リファレンス・セット Botnet IPs ボットネット・アクティビティーに関連する IP アドレスを取得します。 C&C ではなくノードの IP アドレスを対象としていますが、プロバイダーが区別しない場合には、両方をこのセットに入れてください。
リファレンス・セット メール・サーバー 環境のメール・サーバーのリスト。
リファレンス・セット Malicious URLs ブラウザー・エクスプロイトおよびその他のエクスプロイト・タイプの URL を取得します。
リファレンス・セット Malware Hashes MD5 マルウェア・ファイルの MD5 の合計を取得します。
リファレンス・セット Malware Hashes SHA マルウェア・ファイルの SHA (SHA-1、SHA-256 など) の合計を取得します。
リファレンス・セット マルウェア・ホスト名 マルウェアのダウンロードを提供しているサーバーのホスト (または IP アドレス) を取得します。 仮想ホスティングのため、ホスト名の方が適しています。
リファレンス・セット Malware IPs マルウェアのエクスプロイト後の通信に関連する IP アドレスを対象としています。
リファレンス・セット Malware URLs マルウェアのダウンロードであることが判明している URL を取得します。
リファレンス・セット Phishing IPs フィッシングの試行に関連する IP アドレスを取得します。
リファレンス・セット フィッシング送信者 フィッシングの送信を試行することが判明しているか疑われるホストの IP アドレスを取得します。
リファレンス・セット Phishing Subjects フィッシングを試行することが判明している E メール・キャンペーンから件名行を取得します。
リファレンス・セット フィッシング URL フィッシング E メールに関連する URL を取得します。

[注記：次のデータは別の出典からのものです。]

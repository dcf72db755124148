use thiserror::Error;

#[derive(Error, Debug, Clone, PartialEq)]
pub enum LedgerError {
    #[error("Bet amount must be a positive whole number of points")]
    InvalidAmount,

    #[error("Insufficient points: bet of {amount} exceeds balance of {balance}")]
    InsufficientBalance { amount: u64, balance: u64 },

    #[error("Option {index} does not exist, prediction has {options} options")]
    InvalidSelection { index: i64, options: usize },

    #[error("Prediction {0} is not open for bets")]
    PredictionNotActive(String),

    #[error("Prediction {0} was cancelled")]
    PredictionCancelled(String),

    #[error("Prediction {0} is already settled")]
    AlreadySettled(String),

    #[error("Outcome {index} is not valid for prediction {prediction_id}")]
    InvalidOutcome { prediction_id: String, index: usize },

    #[error("{kind} {id} not found")]
    NotFound { kind: &'static str, id: String },

    #[error("Quiz {0} is not open")]
    QuizNotActive(String),

    #[error("Quiz {0} was already submitted")]
    QuizAlreadySubmitted(String),

    #[error("Quiz {0} is already published with different content")]
    QuizAlreadyPublished(String),

    #[error("Expected {expected} answers, got {got}")]
    InvalidAnswers { expected: usize, got: usize },

    #[error("Corrupt {kind} document: {reason}")]
    CorruptDocument { kind: &'static str, reason: String },
}

impl LedgerError {
    pub fn not_found(kind: &'static str, id: impl Into<String>) -> Self {
        LedgerError::NotFound {
            kind,
            id: id.into(),
        }
    }

    pub fn corrupt(kind: &'static str, reason: impl ToString) -> Self {
        LedgerError::CorruptDocument {
            kind,
            reason: reason.to_string(),
        }
    }
}
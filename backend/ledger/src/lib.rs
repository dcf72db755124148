//! # Ledger
//!
//! Pure betting and scoring rules shared by the server and the operator tool.
//! Nothing in here touches the store; callers fetch documents, run them through
//! these functions, and write back whatever comes out.
//!
//! - [`bets`]: validation before a wager is written
//! - [`settlement`]: payouts, refunds, prediction status transitions
//! - [`stats`]: per-user aggregation and leaderboard ordering
//! - [`quiz`]: quiz scoring and the answer-free public view
pub mod bets;
pub mod error;
pub mod models;
pub mod quiz;
pub mod settlement;
pub mod stats;

pub use error::LedgerError;
pub use models::{
    BetResult, Document, Prediction, PredictionStatus, Quiz, User, UserBet, UserStats,
    parse_document,
};
//! # Redis
//!
//! RAM database.
//!
//! Every write that has to be atomic is a Lua script, Redis runs scripts one at a
//! time so a script sees and mutates a consistent snapshot.
//!
//! ## Scripts
//!
//! - Bet placement: duplicate id check, balance check, prediction status check,
//!   debit, append. All or nothing.
//! - Resolution: skip if the stored bet already carries a result, else write it and credit.
//! - Quiz attempt: `SET NX` marker, then credit.
//! - Compare-and-set: swap a document only if it is byte-identical to what was read.
//! - Publish: compare-and-set that also registers the id, an empty expected value
//!   means the key must not exist yet.
//!
//! ## Notes
//! - Scores in the leaderboard are refreshed from the `HINCRBY` result inside the
//!   same script, so the sorted set never lags a balance change.
//! - Lua numbers are doubles, balances above 2^53 lose precision.
use std::{collections::HashMap, time::Duration};

use ledger::{
    Document, LedgerError, Prediction, Quiz, User, UserBet, parse_document,
    quiz::ensure_unchanged,
    settlement::{Resolution, ensure_replaceable},
};
use redis::{
    AsyncCommands, Client, RedisError, Script,
    aio::{ConnectionManager, ConnectionManagerConfig},
};
use serde::Serialize;
use tracing::{info, warn};

use super::{
    LEADERBOARD, PREDICTIONS, Placement, QUIZZES, Store, attempt_key, bet_key, encode,
    prediction_bets_key, prediction_key, quiz_key, user_bets_key, user_key,
};
use crate::error::AppError;

const CAS_ATTEMPTS: usize = 5;

const CREATE_USER: &str = r#"
if redis.call('EXISTS', KEYS[1]) == 1 then
    return 0
end
redis.call('HSET', KEYS[1], 'uid', ARGV[1], 'email', ARGV[2], 'displayName', ARGV[3], 'points', ARGV[4], 'createdAt', ARGV[5])
redis.call('ZADD', KEYS[2], ARGV[4], ARGV[1])
return 1
"#;

// KEYS: user, leaderboard, bet, user bets, prediction bets, prediction
// ARGV: amount, bet json, uid, timestamp ms, bet id
const PLACE_BET: &str = r#"
if redis.call('EXISTS', KEYS[3]) == 1 then
    return {-3, 0}
end
local points = redis.call('HGET', KEYS[1], 'points')
if not points then
    return {-1, 0}
end
local raw = redis.call('GET', KEYS[6])
if not raw then
    return {-4, 0}
end
local prediction = cjson.decode(raw)
if prediction['status'] ~= 'active' or prediction['result'] ~= nil then
    return {-5, 0}
end
points = tonumber(points)
local amount = tonumber(ARGV[1])
if amount > points then
    return {-2, points}
end
local balance = redis.call('HINCRBY', KEYS[1], 'points', -amount)
redis.call('ZADD', KEYS[2], balance, ARGV[3])
redis.call('SET', KEYS[3], ARGV[2])
redis.call('ZADD', KEYS[4], ARGV[4], ARGV[5])
redis.call('SADD', KEYS[5], ARGV[5])
return {0, balance}
"#;

// KEYS: bet, user, leaderboard
// ARGV: settled bet json, credit, uid
const APPLY_RESOLUTION: &str = r#"
local raw = redis.call('GET', KEYS[1])
if not raw then
    return -1
end
if cjson.decode(raw)['result'] ~= nil then
    return 0
end
if redis.call('EXISTS', KEYS[2]) == 0 then
    return -2
end
redis.call('SET', KEYS[1], ARGV[1])
local credit = tonumber(ARGV[2])
if credit > 0 then
    local balance = redis.call('HINCRBY', KEYS[2], 'points', credit)
    redis.call('ZADD', KEYS[3], balance, ARGV[3])
end
return 1
"#;

// KEYS: attempt, user, leaderboard
// ARGV: points, uid
const QUIZ_ATTEMPT: &str = r#"
if redis.call('EXISTS', KEYS[2]) == 0 then
    return -1
end
if not redis.call('SET', KEYS[1], '1', 'NX') then
    return -2
end
local balance = redis.call('HINCRBY', KEYS[2], 'points', tonumber(ARGV[1]))
redis.call('ZADD', KEYS[3], balance, ARGV[2])
return balance
"#;

const COMPARE_AND_SET: &str = r#"
if redis.call('GET', KEYS[1]) == ARGV[1] then
    redis.call('SET', KEYS[1], ARGV[2])
    return 1
end
return 0
"#;

// KEYS: document, id set
// ARGV: expected json or '', new json, id
const PUBLISH: &str = r#"
local current = redis.call('GET', KEYS[1])
if (current or '') ~= ARGV[1] then
    return 0
end
redis.call('SET', KEYS[1], ARGV[2])
redis.call('SADD', KEYS[2], ARGV[3])
return 1
"#;

pub async fn init_redis(redis_url: &str) -> Result<ConnectionManager, RedisError> {
    let config = ConnectionManagerConfig::new()
        .set_number_of_retries(1)
        .set_connection_timeout(Duration::from_millis(100));

    let client = Client::open(redis_url)?;

    client.get_connection_manager_with_config(config).await
}

#[derive(Clone)]
pub struct RedisStore {
    connection: ConnectionManager,
    create_user: Script,
    place_bet: Script,
    apply_resolution: Script,
    quiz_attempt: Script,
    compare_and_set: Script,
    publish: Script,
}

impl RedisStore {
    pub async fn connect(redis_url: &str) -> Result<Self, RedisError> {
        let connection = init_redis(redis_url).await?;
        info!("Connected to Redis");

        Ok(Self {
            connection,
            create_user: Script::new(CREATE_USER),
            place_bet: Script::new(PLACE_BET),
            apply_resolution: Script::new(APPLY_RESOLUTION),
            quiz_attempt: Script::new(QUIZ_ATTEMPT),
            compare_and_set: Script::new(COMPARE_AND_SET),
            publish: Script::new(PUBLISH),
        })
    }

    /// Writes `document` unless `check` rejects the stored copy. Retried when the stored
    /// copy changes between the read and the write.
    async fn publish<T, F>(
        &self,
        key: String,
        set: &str,
        id: &str,
        document: &T,
        check: F,
    ) -> Result<(), AppError>
    where
        T: Document + Serialize + Sync,
        F: Fn(&T, &T) -> Result<(), LedgerError> + Send + Sync,
    {
        let encoded = encode(document)?;
        let mut connection = self.connection.clone();

        for attempt in 1..=CAS_ATTEMPTS {
            let current: Option<String> = connection.get(&key).await?;

            if let Some(raw) = &current {
                check(&parse_document(raw)?, document)?;
            }

            let written: i64 = self
                .publish
                .key(&key)
                .key(set)
                .arg(current.as_deref().unwrap_or(""))
                .arg(&encoded)
                .arg(id)
                .invoke_async(&mut connection)
                .await?;

            if written == 1 {
                return Ok(());
            }

            warn!("{key} changed underneath us, attempt {attempt}/{CAS_ATTEMPTS}");
        }

        Err(AppError::Conflict(format!("{key} is being modified")))
    }

    async fn documents<T: Document>(&self, keys: Vec<String>) -> Result<Vec<T>, AppError> {
        if keys.is_empty() {
            return Ok(Vec::new());
        }

        let mut connection = self.connection.clone();
        let raws: Vec<Option<String>> = redis::cmd("MGET")
            .arg(&keys)
            .query_async(&mut connection)
            .await?;

        // ids can outlive their documents only through manual edits, skip those
        raws.into_iter()
            .flatten()
            .map(|raw| parse_document(&raw).map_err(AppError::from))
            .collect()
    }

    async fn document<T: Document>(&self, key: String) -> Result<Option<T>, AppError> {
        let mut connection = self.connection.clone();
        let raw: Option<String> = connection.get(&key).await?;

        Ok(raw.map(|raw| parse_document(&raw)).transpose()?)
    }

    async fn users(&self, uids: &[String]) -> Result<Vec<User>, AppError> {
        if uids.is_empty() {
            return Ok(Vec::new());
        }

        let mut pipe = redis::pipe();
        for uid in uids {
            pipe.hgetall(user_key(uid));
        }

        let mut connection = self.connection.clone();
        let hashes: Vec<HashMap<String, String>> = pipe.query_async(&mut connection).await?;

        hashes
            .iter()
            .filter(|fields| !fields.is_empty())
            .map(|fields| User::from_fields(fields).map_err(AppError::from))
            .collect()
    }
}

impl Store for RedisStore {
    async fn get_user(&self, uid: &str) -> Result<Option<User>, AppError> {
        let mut connection = self.connection.clone();
        let fields: HashMap<String, String> = connection.hgetall(user_key(uid)).await?;

        if fields.is_empty() {
            return Ok(None);
        }

        Ok(Some(User::from_fields(&fields)?))
    }

    async fn create_user(&self, user: &User) -> Result<User, AppError> {
        let mut connection = self.connection.clone();
        let created: i64 = self
            .create_user
            .key(user_key(&user.uid))
            .key(LEADERBOARD)
            .arg(&user.uid)
            .arg(&user.email)
            .arg(&user.display_name)
            .arg(user.points)
            .arg(user.created_at.to_rfc3339())
            .invoke_async(&mut connection)
            .await?;

        if created == 1 {
            info!("Created profile for {}", user.uid);
        }

        self.get_user(&user.uid)
            .await?
            .ok_or_else(|| LedgerError::not_found("User", &user.uid).into())
    }

    async fn top_users(&self, limit: usize) -> Result<Vec<User>, AppError> {
        if limit == 0 {
            return Ok(Vec::new());
        }

        let mut connection = self.connection.clone();
        let uids: Vec<String> = connection
            .zrevrange(LEADERBOARD, 0, limit as isize - 1)
            .await?;

        self.users(&uids).await
    }

    async fn get_prediction(&self, id: &str) -> Result<Option<Prediction>, AppError> {
        self.document(prediction_key(id)).await
    }

    async fn list_predictions(&self) -> Result<Vec<Prediction>, AppError> {
        let mut connection = self.connection.clone();
        let ids: Vec<String> = connection.smembers(PREDICTIONS).await?;

        self.documents(ids.iter().map(|id| prediction_key(id)).collect())
            .await
    }

    async fn put_prediction(&self, prediction: &Prediction) -> Result<(), AppError> {
        self.publish(
            prediction_key(&prediction.id),
            PREDICTIONS,
            &prediction.id,
            prediction,
            ensure_replaceable,
        )
        .await
    }

    async fn update_prediction<F>(&self, id: &str, apply: F) -> Result<Prediction, AppError>
    where
        F: Fn(Prediction) -> Result<Prediction, LedgerError> + Send + Sync,
    {
        let key = prediction_key(id);
        let mut connection = self.connection.clone();

        for attempt in 1..=CAS_ATTEMPTS {
            let Some(raw): Option<String> = connection.get(&key).await? else {
                return Err(LedgerError::not_found("Prediction", id).into());
            };

            let updated = apply(parse_document(&raw)?)?;

            let swapped: i64 = self
                .compare_and_set
                .key(&key)
                .arg(&raw)
                .arg(encode(&updated)?)
                .invoke_async(&mut connection)
                .await?;

            if swapped == 1 {
                return Ok(updated);
            }

            warn!("Prediction {id} changed underneath us, attempt {attempt}/{CAS_ATTEMPTS}");
        }

        Err(AppError::Conflict(format!("Prediction {id} is being modified")))
    }

    async fn get_quiz(&self, id: &str) -> Result<Option<Quiz>, AppError> {
        self.document(quiz_key(id)).await
    }

    async fn list_quizzes(&self) -> Result<Vec<Quiz>, AppError> {
        let mut connection = self.connection.clone();
        let ids: Vec<String> = connection.smembers(QUIZZES).await?;

        self.documents(ids.iter().map(|id| quiz_key(id)).collect())
            .await
    }

    async fn put_quiz(&self, quiz: &Quiz) -> Result<(), AppError> {
        self.publish(quiz_key(&quiz.id), QUIZZES, &quiz.id, quiz, ensure_unchanged)
            .await
    }

    async fn insert_bet(&self, bet: &UserBet) -> Result<Placement, AppError> {
        let mut connection = self.connection.clone();
        let (code, value): (i64, i64) = self
            .place_bet
            .key(user_key(&bet.uid))
            .key(LEADERBOARD)
            .key(bet_key(&bet.id))
            .key(user_bets_key(&bet.uid))
            .key(prediction_bets_key(&bet.prediction_id))
            .key(prediction_key(&bet.prediction_id))
            .arg(bet.amount)
            .arg(encode(bet)?)
            .arg(&bet.uid)
            .arg(bet.timestamp.timestamp_millis())
            .arg(&bet.id)
            .invoke_async(&mut connection)
            .await?;

        match code {
            0 => Ok(Placement::Placed {
                balance: value.max(0) as u64,
            }),
            -1 => Err(LedgerError::not_found("User", &bet.uid).into()),
            -2 => Err(LedgerError::InsufficientBalance {
                amount: bet.amount,
                balance: value.max(0) as u64,
            }
            .into()),
            -3 => Ok(Placement::Duplicate),
            -4 => Err(LedgerError::not_found("Prediction", &bet.prediction_id).into()),
            _ => Err(LedgerError::PredictionNotActive(bet.prediction_id.clone()).into()),
        }
    }

    async fn get_bet(&self, id: &str) -> Result<Option<UserBet>, AppError> {
        self.document(bet_key(id)).await
    }

    async fn user_bets(&self, uid: &str) -> Result<Vec<UserBet>, AppError> {
        let mut connection = self.connection.clone();
        let ids: Vec<String> = connection.zrevrange(user_bets_key(uid), 0, -1).await?;

        self.documents(ids.iter().map(|id| bet_key(id)).collect())
            .await
    }

    async fn prediction_bets(&self, prediction_id: &str) -> Result<Vec<UserBet>, AppError> {
        let mut connection = self.connection.clone();
        let ids: Vec<String> = connection
            .smembers(prediction_bets_key(prediction_id))
            .await?;

        self.documents(ids.iter().map(|id| bet_key(id)).collect())
            .await
    }

    async fn apply_resolution(&self, resolution: &Resolution) -> Result<bool, AppError> {
        let bet = &resolution.bet;
        let mut connection = self.connection.clone();
        let applied: i64 = self
            .apply_resolution
            .key(bet_key(&bet.id))
            .key(user_key(&bet.uid))
            .key(LEADERBOARD)
            .arg(encode(bet)?)
            .arg(resolution.credit)
            .arg(&bet.uid)
            .invoke_async(&mut connection)
            .await?;

        match applied {
            1 => Ok(true),
            0 => Ok(false),
            -1 => Err(LedgerError::not_found("Bet", &bet.id).into()),
            _ => Err(LedgerError::not_found("User", &bet.uid).into()),
        }
    }

    async fn record_quiz_attempt(
        &self,
        uid: &str,
        quiz_id: &str,
        points: u64,
    ) -> Result<u64, AppError> {
        let mut connection = self.connection.clone();
        let balance: i64 = self
            .quiz_attempt
            .key(attempt_key(uid, quiz_id))
            .key(user_key(uid))
            .key(LEADERBOARD)
            .arg(points)
            .arg(uid)
            .invoke_async(&mut connection)
            .await?;

        match balance {
            -1 => Err(LedgerError::not_found("User", uid).into()),
            -2 => Err(LedgerError::QuizAlreadySubmitted(quiz_id.to_string()).into()),
            balance => Ok(balance.max(0) as u64),
        }
    }
}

リファレンス・セット 不正なプロセス名 既知のマルウェア、トロイの木馬、およびその他の不正なプロセスのプロセス名または実行可能ファイル名を取得します。
リファレンス・セット スパム送信者 既知のスパム・サーバーの IP アドレスを取得します。 プロバイダーがフィッシングとその他のスパムを区別しない場合は、両方をこのセットに入れてください。
マップのリファレンス・マップ マルウェア送信者データ 「Malware Senders」リファレンス・セットに関連する拡張データを保持します。
マップのリファレンス・マップ Anonymizer IP データ 「Anonymizer IPs」リファレンス・セットに関連する拡張データを保持します。
マップのリファレンス・マップ ボットネット C & C IP データ 「ボットネット C & C IP」リファレンス・セットに関連する拡張データを保持します。
マップのリファレンス・マップ ボットネット IP データ 「Botnet IPs」リファレンス・セットに関連する拡張データを保持します。
マップのリファレンス・マップ 悪意のある URL データ 「Malicious URLs」リファレンス・セットに関連する拡張データを保持します。
マップのリファレンス・マップ マルウェア・ハッシュ MD5 データ 「Malware Hashes MD5」リファレンス・セットに関連する拡張データを保持します。
マップのリファレンス・マップ マルウェア・ハッシュ SHA データ 「Malware Hashes SHA」リファレンス・セットに関連する拡張データを保持します。
マップのリファレンス・マップ マルウェア・ホスト名データ 「Malware Hostnames」リファレンス・セットに関連する拡張データを保持します。
マップのリファレンス・マップ マルウェア IP データ 「Malware IPs」リファレンス・セットに関連する拡張データを保持します。
マップのリファレンス・マップ マルウェア URL データ 「Malware URLs」リファレンス・セットに関連する拡張データを保持します。
マップのリファレンス・マップ フィッシング IP データ 「Phishing IPs」リファレンス・セットに関連する拡張データを保持します。
マップのリファレンス・マップ フィッシング送信者データ 「Phishing Senders」リファレンス・セットに関連する拡張データを保持します。
マップのリファレンス・マップ フィッシング・サブジェクト・データ 「Phishing Subjects」リファレンス・セットに関連する拡張データを保持します。
マップのリファレンス・マップ フィッシング URL データ 「Phishing URLs」リファレンス・セットに関連する拡張データを保持します。
マップのリファレンス・マップ 不正なプロセス名データ 「Rogue Process Names」リファレンス・セットに関連する拡張データを保持します。
マップのリファレンス・マップ スパム送信者データ 「Spam Senders」リファレンス・セットに関連する拡張データを保持します。